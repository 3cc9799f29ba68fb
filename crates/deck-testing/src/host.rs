use std::cell::{Cell, RefCell};
use std::rc::Rc;
use std::sync::Arc;

use deck_animation::AnimationSpec;
use deck_core::{DefaultScheduler, NotificationCenter, Runtime, Shared};
use deck_foundation::{PointerEvent, PointerEventKind, PointerId};
use deck_presentation::{
    DeckCallbacks, DeckConfig, DeckPresentation, DeckPresentationController, DeckViews,
    PresentationHost, TransitionCoordinator, WeakDeckPresentation, STATUS_BAR_FRAME_WILL_CHANGE,
};
use deck_ui::{Changes, Completion, FrameAnimator, ViewAnimator, ViewId, ViewNode, ViewTree};
use deck_ui_graphics::{Point, Rect, Size, Transform};

/// Nanoseconds per simulated frame.
pub const FRAME_NANOS: u64 = 16_000_000;

/// How the test host answers a dismissal request from the controller.
#[derive(Clone, Copy, Debug, PartialEq, Eq, Default)]
pub enum DismissResponse {
    /// Record the request only.
    #[default]
    Record,
    /// Start the dismissal transition synchronously, from inside the request.
    BeginTransition,
}

struct PlatformState {
    animator: FrameAnimator,
    dismissals: Cell<usize>,
    response: Cell<DismissResponse>,
    presentation: RefCell<WeakDeckPresentation>,
}

impl ViewAnimator for PlatformState {
    fn animate(&self, spec: AnimationSpec, changes: Changes, completion: Option<Completion>) {
        self.animator.animate(spec, changes, completion);
    }

    fn stop_animations(&self, view: ViewId) {
        self.animator.stop_animations(view);
    }

    fn is_animating(&self) -> bool {
        self.animator.is_animating()
    }
}

impl PresentationHost for PlatformState {
    fn dismiss(&self, animated: bool) {
        self.dismissals.set(self.dismissals.get() + 1);
        log::debug!("test host asked to dismiss (animated: {animated})");
        if self.response.get() == DismissResponse::BeginTransition {
            let presentation = self.presentation.borrow().upgrade();
            if let Some(presentation) = presentation {
                presentation.dismissal_transition_will_begin();
            }
        }
    }
}

/// Size transition that resizes the window and container up front and runs
/// the controller's changes in a host animation.
struct SizeTransition {
    tree: Shared<ViewTree>,
    animator: FrameAnimator,
    views: DeckViews,
    size: Size,
    spec: AnimationSpec,
}

impl TransitionCoordinator for SizeTransition {
    fn animate_alongside(&self, changes: Changes, completion: Box<dyn FnOnce()>) {
        let bounds = Rect::from_size(self.size);
        self.tree.update(|tree| {
            for view in [self.views.window, self.views.container, self.views.presenting] {
                if let Ok(node) = tree.node_mut(view) {
                    node.frame = bounds;
                }
            }
            tree.set_needs_layout();
            tree.layout_if_needed();
        });
        self.animator
            .animate(self.spec, changes, Some(Box::new(move |_| completion())));
    }
}

/// A window with a presenting view and a container holding the presented
/// card, wired to a [`DeckPresentation`] with a frame-driven clock.
pub struct TestHost {
    runtime: Runtime,
    tree: Shared<ViewTree>,
    animator: FrameAnimator,
    notifications: NotificationCenter<Rect>,
    platform: Rc<PlatformState>,
    presentation: DeckPresentation,
    views: DeckViews,
    now_nanos: Cell<u64>,
    pointer: Cell<PointerId>,
    press: Cell<Point>,
}

impl TestHost {
    pub fn new(width: f32, height: f32) -> Self {
        Self::with_config(DeckConfig::default(), DeckCallbacks::default(), width, height)
    }

    pub fn with_callbacks(callbacks: DeckCallbacks, width: f32, height: f32) -> Self {
        Self::with_config(DeckConfig::default(), callbacks, width, height)
    }

    pub fn with_config(config: DeckConfig, callbacks: DeckCallbacks, width: f32, height: f32) -> Self {
        let runtime = Runtime::new(Arc::new(DefaultScheduler));
        let bounds = Rect::new(0.0, 0.0, width, height);

        let mut tree = ViewTree::new();
        let window = tree.create_view("window", bounds);
        let presenting = tree.create_view("presenting", bounds);
        let container = tree.create_view("container", bounds);
        let presented = tree.create_view("presented", bounds.with_y(height));
        let attach = [(window, presenting), (window, container), (container, presented)];
        for (parent, child) in attach {
            if let Err(err) = tree.add_subview(parent, child) {
                panic!("test host hierarchy: {err}");
            }
        }
        let views = DeckViews {
            window,
            container,
            presenting,
            presented,
        };

        let tree = Shared::new(tree);
        let animator = FrameAnimator::new(&tree, runtime.frame_clock());
        let platform = Rc::new(PlatformState {
            animator: animator.clone(),
            dismissals: Cell::new(0),
            response: Cell::new(DismissResponse::Record),
            presentation: RefCell::new(WeakDeckPresentation::default()),
        });
        let host: Rc<dyn PresentationHost> = platform.clone();
        let presentation =
            DeckPresentationController::new(config, tree.clone(), views, host, callbacks);
        *platform.presentation.borrow_mut() = presentation.downgrade();

        let notifications = NotificationCenter::new();
        presentation.attach(&notifications);

        Self {
            runtime,
            tree,
            animator,
            notifications,
            platform,
            presentation,
            views,
            now_nanos: Cell::new(0),
            pointer: Cell::new(1),
            press: Cell::new(Point::new(width / 2.0, height / 2.0)),
        }
    }

    pub fn presentation(&self) -> &DeckPresentation {
        &self.presentation
    }

    pub fn tree(&self) -> &Shared<ViewTree> {
        &self.tree
    }

    pub fn views(&self) -> DeckViews {
        self.views
    }

    pub fn notifications(&self) -> &NotificationCenter<Rect> {
        &self.notifications
    }

    pub fn animator(&self) -> &FrameAnimator {
        &self.animator
    }

    pub fn set_dismiss_response(&self, response: DismissResponse) {
        self.platform.response.set(response);
    }

    /// Dismissal requests received from the controller.
    pub fn dismissals(&self) -> usize {
        self.platform.dismissals.get()
    }

    /// Drive a presentation to completion.
    pub fn present(&self) {
        self.presentation.presentation_transition_will_begin();
        self.presentation.presentation_transition_did_end(true);
    }

    /// Drive a dismissal to completion.
    pub fn dismiss(&self) {
        self.presentation.dismissal_transition_will_begin();
        self.presentation.dismissal_transition_did_end(true);
    }

    // Frames.

    pub fn now_millis(&self) -> u64 {
        self.now_nanos.get() / 1_000_000
    }

    /// Run one frame.
    pub fn frame(&self) {
        let now = self.now_nanos.get() + FRAME_NANOS;
        self.now_nanos.set(now);
        self.runtime.handle().drain_frame_callbacks(now);
    }

    /// Run frames until at least `millis` have passed.
    pub fn advance_millis(&self, millis: u64) {
        let target = self.now_nanos.get() + millis * 1_000_000;
        while self.now_nanos.get() < target {
            self.frame();
        }
    }

    /// Run frames until no animation is pending. Returns the frames run.
    pub fn settle(&self) -> usize {
        let mut frames = 0;
        while self.runtime.needs_frame() || self.animator.is_animating() {
            self.frame();
            frames += 1;
            assert!(frames < 10_000, "animations never settled");
        }
        frames
    }

    // Pointer input, in window coordinates relative to the press point.

    fn event(&self, kind: PointerEventKind, dy: f32) -> PointerEvent {
        let press = self.press.get();
        PointerEvent::new(kind, Point::new(press.x, press.y + dy))
            .with_pointer(self.pointer.get())
            .with_time_ms((self.now_nanos.get() / 1_000_000) as i64)
    }

    pub fn press(&self) -> bool {
        self.pointer.set(self.pointer.get() + 1);
        self.presentation
            .handle_pointer_event(&self.event(PointerEventKind::Down, 0.0))
    }

    /// Move the pointer to `dy` below the press point.
    pub fn drag_to(&self, dy: f32) -> bool {
        self.presentation
            .handle_pointer_event(&self.event(PointerEventKind::Move, dy))
    }

    pub fn release_at(&self, dy: f32) -> bool {
        self.presentation
            .handle_pointer_event(&self.event(PointerEventKind::Up, dy))
    }

    pub fn cancel_at(&self, dy: f32) -> bool {
        self.presentation
            .handle_pointer_event(&self.event(PointerEventKind::Cancel, dy))
    }

    /// Press, then move through `offsets`, recording the card offset after
    /// each move. The pointer stays down.
    pub fn drag_through(&self, offsets: &[f32]) -> Vec<f32> {
        self.press();
        offsets
            .iter()
            .map(|dy| {
                self.drag_to(*dy);
                self.presented_offset()
            })
            .collect()
    }

    // Status bar.

    pub fn post_status_bar_height(&self, height: f32) -> usize {
        let width = self.node(self.views.window).frame.width;
        self.notifications
            .post(STATUS_BAR_FRAME_WILL_CHANGE, &Rect::new(0.0, 0.0, width, height))
    }

    // Size transitions.

    /// Resize window and container to `size` over `spec`, notifying the
    /// controller first.
    pub fn transition_to(&self, size: Size, spec: AnimationSpec) {
        let coordinator = SizeTransition {
            tree: self.tree.clone(),
            animator: self.animator.clone(),
            views: self.views,
            size,
            spec,
        };
        self.presentation.size_will_transition(size, &coordinator);
    }

    // Inspection.

    pub fn node(&self, view: ViewId) -> ViewNode {
        self.tree.with(|tree| match tree.node(view) {
            Ok(node) => node.clone(),
            Err(err) => panic!("{err}"),
        })
    }

    pub fn frame_of(&self, view: ViewId) -> Rect {
        self.node(view).frame
    }

    pub fn transform_of(&self, view: ViewId) -> Transform {
        self.node(view).transform
    }

    /// Vertical translation currently applied to the card.
    pub fn presented_offset(&self) -> f32 {
        self.transform_of(self.views.presented).translation_y
    }

    pub fn snapshot_captures(&self) -> u64 {
        self.tree.with(|tree| tree.snapshot_captures())
    }
}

───

Each line above that has the word "DeckCallbacks" must be copied.

Task result:
    DeckCallbacks, DeckConfig, DeckPresentation, DeckPresentationController, DeckViews,
        Self::with_config(DeckConfig::default(), DeckCallbacks::default(), width, height)
    pub fn with_callbacks(callbacks: DeckCallbacks, width: f32, height: f32) -> Self {
    pub fn with_config(config: DeckConfig, callbacks: DeckCallbacks, width: f32, height: f32) -> Self {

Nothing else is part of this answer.